* _Exercise objective_: What is needed is an exact copy of all the entries below.

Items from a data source
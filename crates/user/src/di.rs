use shared::{
    abstract_trait::user::{
        repository::{command::DynUserCommandRepository, query::DynUserQueryRepository},
        service::{command::DynUserCommandService, query::DynUserQueryService},
    },
    config::ConnectionPool,
    repository::user::{command::UserCommandRepository, query::UserQueryRepository},
    service::user::{command::UserCommandService, query::UserQueryService},
    utils::Metrics,
};
use std::sync::Arc;

#[derive(Clone)]
pub struct UserCommandDeps {
    pub service: DynUserCommandService,
}

impl UserCommandDeps {
    pub fn new(
        repo: DynUserCommandRepository,
        user_query: DynUserQueryRepository,
        metrics: Metrics,
    ) -> Self {
        let service =
            Arc::new(UserCommandService::new(user_query, repo, metrics)) as DynUserCommandService;

        Self { service }
    }
}

#[derive(Clone)]
pub struct UserQueryDeps {
    pub service: DynUserQueryService,
}

impl UserQueryDeps {
    pub fn new(repo: DynUserQueryRepository, metrics: Metrics) -> Self {
        let service = Arc::new(UserQueryService::new(repo, metrics)) as DynUserQueryService;

        Self { service }
    }
}

#[derive(Clone)]
pub struct DependenciesInject {
    pub user_command: UserCommandDeps,
    pub user_query: UserQueryDeps,
}

impl std::fmt::Debug for DependenciesInject {
    fn fmt(&self, f: &mut std::fmt::Formatter<'_>) -> std::fmt::Result {
        f.debug_struct("DependenciesInject")
            .field("user_command", &"UserCommandService")
            .field("user_query", &"UserQueryService")
            .finish()
    }
}

impl DependenciesInject {
    pub fn new(db: ConnectionPool, metrics: &Metrics) -> Self {
        let query = Arc::new(UserQueryRepository::new(db.clone())) as DynUserQueryRepository;
        let command = Arc::new(UserCommandRepository::new(db)) as DynUserCommandRepository;

        Self::from_repositories(query, command, metrics)
    }

    /// Wires the services over any repository implementation.
    pub fn from_repositories(
        query: DynUserQueryRepository,
        command: DynUserCommandRepository,
        metrics: &Metrics,
    ) -> Self {
        let user_query = UserQueryDeps::new(query.clone(), metrics.clone());
        let user_command = UserCommandDeps::new(command, query, metrics.clone());

        Self {
            user_command,
            user_query,
        }
    }
}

* _Expected answer_:
filename crates/user/src/di.rs
use shared::{
    abstract_trait::user::{
        repository::{command::DynUserCommandRepository, query::DynUserQueryRepository},
        service::{command::DynUserCommandService, query::DynUserQueryService},
    },
    config::ConnectionPool,
    repository::user::{command::UserCommandRepository, query::UserQueryRepository},
    service::user::{command::UserCommandService, query::UserQueryService},
    utils::Metrics,
};
use std::sync::Arc;

#[derive(Clone)]
pub struct UserCommandDeps {
    pub service: DynUserCommandService,
}

impl UserCommandDeps {
    pub fn new(
        repo: DynUserCommandRepository,
        user_query: DynUserQueryRepository,
        metrics: Metrics,
    ) -> Self {
        let service =
            Arc::new(UserCommandService::new(user_query, repo, metrics)) as DynUserCommandService;

        Self { service }
    }
}

#[derive(Clone)]
pub struct UserQueryDeps {
    pub service: DynUserQueryService,
}

impl UserQueryDeps {
    pub fn new(repo: DynUserQueryRepository, metrics: Metrics) -> Self {
        let service = Arc::new(UserQueryService::new(repo, metrics)) as DynUserQueryService;

        Self { service }
    }
}

#[derive(Clone)]
pub struct DependenciesInject {
    pub user_command: UserCommandDeps,
    pub user_query: UserQueryDeps,
}

impl std::fmt::Debug for DependenciesInject {
    fn fmt(&self, f: &mut std::fmt::Formatter<'_>) -> std::fmt::Result {
        f.debug_struct("DependenciesInject")
            .field("user_command", &"UserCommandService")
            .field("user_query", &"UserQueryService")
            .finish()
    }
}

impl DependenciesInject {
    pub fn new(db: ConnectionPool, metrics: &Metrics) -> Self {
        let query = Arc::new(UserQueryRepository::new(db.clone())) as DynUserQueryRepository;
        let command = Arc::new(UserCommandRepository::new(db)) as DynUserCommandRepository;

        Self::from_repositories(query, command, metrics)
    }

    /// Wires the services over any repository implementation.
    pub fn from_repositories(
        query: DynUserQueryRepository,
        command: DynUserCommandRepository,
        metrics: &Metrics,
    ) -> Self {
        let user_query = UserQueryDeps::new(query.clone(), metrics.clone());
        let user_command = UserCommandDeps::new(command, query, metrics.clone());

        Self {
            user_command,
            user_query,
        }
    }
}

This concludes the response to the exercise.